George Mahashe
Born around Bolobedu in 1982, George Mahashe first practised photography as an assistant to a local roaming photographer. With a B-Tech in photography, he has worked as a lecturer and practitioner in commercial photography, exhibiting his photographs and installations locally and internationally. He has since ventured into anthropology and fine art, exploring transgressions between photography, anthropology and artistic practice.
In 2013, Mahashe took part in a series of inter-university seminars on cultural translation, between UCT’s Michaelis School of Fine Art and Hochschule fur Bildende Kunste Braunschweig, under the banner of the Between the Lines symposium. He subsequently spent three months in Berlin researching the photographic archive of the Berlin Missionary Society, produced in Bolobedu and the wider Northern Transvaal, between 1881 and 1960.

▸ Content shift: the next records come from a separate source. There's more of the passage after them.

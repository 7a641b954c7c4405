pub mod models;

pub use models::User;
//! Scheduled background tasks using tokio-cron-scheduler.
//!
//! The dispatcher's polling loop runs on its own interval; this module owns
//! the slow periodic work — currently just outbox compaction.

use std::sync::Arc;

use anyhow::Result;
use tokio_cron_scheduler::{Job, JobScheduler};

use txoutbox::Dispatcher;

/// Start all scheduled tasks. Compaction runs hourly and deletes processed
/// outbox rows older than the retention window, on every shard's outbox.
pub async fn start_scheduler(dispatchers: Vec<Arc<Dispatcher>>) -> Result<JobScheduler> {
    let scheduler = JobScheduler::new().await?;

    let compact_job = Job::new_async("0 0 * * * *", move |_uuid, _lock| {
        let dispatchers = dispatchers.clone();
        Box::pin(async move {
            for dispatcher in &dispatchers {
                match dispatcher.compact().await {
                    Ok(removed) => {
                        tracing::info!(removed, "Outbox compaction complete");
                    }
                    Err(e) => tracing::error!(error = %e, "Outbox compaction failed"),
                }
            }
        })
    })?;

    scheduler.add(compact_job).await?;
    scheduler.start().await?;

    tracing::info!("Scheduled tasks started (outbox compaction hourly)");
    Ok(scheduler)
}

Currently, Mahashe is pursuing a PhD in Fine Art at the University of Cape Town, where he received an MA in Fine Art for his interactive photographic installation, Dithugula tša Malefokana: Seeing other people’s stories, telling tall tales, which explores the photographic medium’s materiality. His current research considers ways of visualising some recorded dreams experienced by some members of a Balobedu delegation that participated in the Transvaal Exhibition, which took place in Berlin, Germany in 1897. He is interested in the dreams as subjective archival sources that resist the disciplining effect of the archive as evidence, and the role artistic practice plays in reinforcing subjectivity as an effective discursive tool for dealing with archive.